(Dataset entries)
//! Bidirectional key-code ↔ key-name mapping.
//!
//! [`name`] is the forward table. The reverse index used by [`code`] is
//! derived from it by enumerating every code exactly once on first use, so
//! the two directions cannot drift apart.

use ::lazy_static::lazy_static;
use ::std::collections::HashMap;

use crate::errors::{Error, Result};

/// Sentinel returned by [`code`] when no key maps to the given name.
///
/// Distinct from [`UNKNOWN`], which is the valid code `0` with the name
/// `"UNKNOWN"`.
///
/// [`UNKNOWN`]: super::UNKNOWN
pub const NO_KEY: i32 = -1;

lazy_static! {
    /// Reverse index, built exactly once from the forward table.
    static ref KEY_NAMES: HashMap<&'static str, i32> = {
        let mut names = HashMap::new();
        for code in 0..=255 {
            if let Ok(Some(name)) = name(code) {
                // First writer wins so that aliased codes stay stable.
                names.entry(name).or_insert(code);
            }
        }
        names
    };
}

/// Returns the canonical, human-readable name for a key code.
///
/// Codes within `[0, 255]` which have no assigned name (unused slots, and the
/// `META_*` modifier bits which are deliberately absent from this table)
/// yield `Ok(None)`. Codes outside that range are a caller error.
///
/// # Errors
///
/// [`Error::KeyCodeOutOfRange`] if `code < 0` or `code > 255`.
pub fn name(code: i32) -> Result<Option<&'static str>> {
    if !(0..=255).contains(&code) {
        return Err(Error::KeyCodeOutOfRange(code));
    }

    let name = match code {
        0 => "UNKNOWN",
        1 => "SOFT_LEFT",
        2 => "SOFT_RIGHT",
        3 => "HOME",
        4 => "BACK",
        5 => "CALL",
        6 => "ENDCALL",
        7 => "NUM_0",
        8 => "NUM_1",
        9 => "NUM_2",
        10 => "NUM_3",
        11 => "NUM_4",
        12 => "NUM_5",
        13 => "NUM_6",
        14 => "NUM_7",
        15 => "NUM_8",
        16 => "NUM_9",
        17 => "*",
        18 => "#",
        19 => "UP",
        20 => "DOWN",
        21 => "LEFT",
        22 => "RIGHT",
        23 => "CENTER",
        24 => "VOLUME_UP",
        25 => "VOLUME_DOWN",
        26 => "POWER",
        27 => "CAMERA",
        28 => "CLEAR",
        29 => "A",
        30 => "B",
        31 => "C",
        32 => "D",
        33 => "E",
        34 => "F",
        35 => "G",
        36 => "H",
        37 => "I",
        38 => "J",
        39 => "K",
        40 => "L",
        41 => "M",
        42 => "N",
        43 => "O",
        44 => "P",
        45 => "Q",
        46 => "R",
        47 => "S",
        48 => "T",
        49 => "U",
        50 => "V",
        51 => "W",
        52 => "X",
        53 => "Y",
        54 => "Z",
        55 => ",",
        56 => ".",
        57 => "ALT_LEFT",
        58 => "ALT_RIGHT",
        59 => "SHIFT_LEFT",
        60 => "SHIFT_RIGHT",
        61 => "TAB",
        62 => " ",
        63 => "SYM",
        64 => "EXPLORER",
        65 => "ENVELOPE",
        66 => "ENTER",
        // DEL and BACKSPACE share this code.
        67 => "DEL",
        68 => "`",
        69 => "-",
        70 => "=",
        71 => "[",
        72 => "]",
        73 => "\\",
        74 => ";",
        75 => "'",
        76 => "/",
        77 => "@",
        78 => "NUM",
        79 => "HEADSETHOOK",
        80 => "FOCUS",
        81 => "PLUS",
        82 => "MENU",
        83 => "NOTIFICATION",
        84 => "SEARCH",
        85 => "MEDIA_PLAY_PAUSE",
        86 => "MEDIA_STOP",
        87 => "MEDIA_NEXT",
        88 => "MEDIA_PREVIOUS",
        89 => "MEDIA_REWIND",
        90 => "MEDIA_FAST_FORWARD",
        91 => "MUTE",
        92 => "PAGE_UP",
        93 => "PAGE_DOWN",
        94 => "PICTSYMBOLS",
        95 => "SWITCH_CHARSET",
        96 => "BUTTON_A",
        97 => "BUTTON_B",
        98 => "BUTTON_C",
        99 => "BUTTON_X",
        100 => "BUTTON_Y",
        101 => "BUTTON_Z",
        102 => "BUTTON_L1",
        103 => "BUTTON_R1",
        104 => "BUTTON_L2",
        105 => "BUTTON_R2",
        106 => "BUTTON_THUMBL",
        107 => "BUTTON_THUMBR",
        108 => "BUTTON_START",
        109 => "BUTTON_SELECT",
        110 => "BUTTON_MODE",
        112 => "FORWARD_DEL",
        129 => "CONTROL_LEFT",
        130 => "CONTROL_RIGHT",
        131 => "ESCAPE",
        132 => "END",
        133 => "INSERT",
        144 => "NUMPAD_0",
        145 => "NUMPAD_1",
        146 => "NUMPAD_2",
        147 => "NUMPAD_3",
        148 => "NUMPAD_4",
        149 => "NUMPAD_5",
        150 => "NUMPAD_6",
        151 => "NUMPAD_7",
        152 => "NUMPAD_8",
        153 => "NUMPAD_9",
        243 => ":",
        244 => "F1",
        245 => "F2",
        246 => "F3",
        247 => "F4",
        248 => "F5",
        249 => "F6",
        250 => "F7",
        251 => "F8",
        252 => "F9",
        253 => "F10",
        254 => "F11",
        // Also BUTTON_CIRCLE.
        255 => "F12",
        _ => return Ok(None),
    };

    Ok(Some(name))
}

/// Returns the key code for a canonical key name, or [`NO_KEY`] if no code
/// maps to that name. The match is exact and case-sensitive.
///
/// The first call builds the reverse index from the forward table; subsequent
/// calls reuse it for the lifetime of the process.
pub fn code(name: &str) -> i32 {
    KEY_NAMES.get(name).copied().unwrap_or(NO_KEY)
}

#[cfg(test)]
mod tests {
    use super::*;
    use crate::keys;

    use ::pretty_assertions::assert_eq;

    /// The interchange contract: every code which has a name must survive a
    /// round trip through the string encoding.
    #[test]
    fn test_name_code_round_trip() {
        for c in 0..=255 {
            if let Some(n) = name(c).unwrap() {
                assert_eq!(code(n), c, "round trip failed for code {c} ({n:?})");
            }
        }
    }

    #[test]
    fn test_well_known_codes() {
        assert_eq!(code("UNKNOWN"), keys::UNKNOWN);
        assert_eq!(code("F12"), keys::F12);
        assert_eq!(name(255).unwrap(), Some("F12"));
        assert_eq!(name(keys::SPACE).unwrap(), Some(" "));
        assert_eq!(code(" "), keys::SPACE);
        assert_eq!(code("*"), keys::STAR);
    }

    /// An unknown name is a lookup miss, signalled by the sentinel rather
    /// than an error, and the sentinel is distinct from the valid code 0.
    #[test]
    fn test_unknown_name_is_sentinel() {
        assert_eq!(code("NOT_A_KEY"), NO_KEY);
        assert_eq!(code(""), NO_KEY);
        assert_ne!(NO_KEY, keys::UNKNOWN);
    }

    /// The match is case-sensitive; `"f12"` is not `"F12"`.
    #[test]
    fn test_lookup_is_case_sensitive() {
        assert_eq!(code("f12"), NO_KEY);
        assert_eq!(code("escape"), NO_KEY);
        assert_eq!(code("ESCAPE"), keys::ESCAPE);
    }

    /// In-range codes without a name are absent values, not errors. Code 111
    /// is an unused slot; the `META_*` bit values overlap real codes and so
    /// never shadow them.
    #[test]
    fn test_unmapped_codes_are_absent() {
        assert_eq!(name(111).unwrap(), None);
        assert_eq!(name(140).unwrap(), None);
        assert_eq!(name(242).unwrap(), None);
    }

    #[test]
    fn test_out_of_range_codes_are_rejected() {
        assert_eq!(name(-1), Err(Error::KeyCodeOutOfRange(-1)));
        assert_eq!(name(256), Err(Error::KeyCodeOutOfRange(256)));
        assert_eq!(name(i32::MIN), Err(Error::KeyCodeOutOfRange(i32::MIN)));
    }

    /// DEL and BACKSPACE are one physical code; the shared name maps back to
    /// that code.
    #[test]
    fn test_aliased_codes() {
        assert_eq!(keys::DEL, keys::BACKSPACE);
        assert_eq!(name(keys::BACKSPACE).unwrap(), Some("DEL"));
        assert_eq!(code("DEL"), keys::DEL);
        assert_eq!(keys::BUTTON_CIRCLE, keys::F12);
    }
}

▸ **What to work on**: If a line contains the word "canonical", it counts; please state how many such lines the records above have, and nothing more.

▸ **Completed exercise**: 2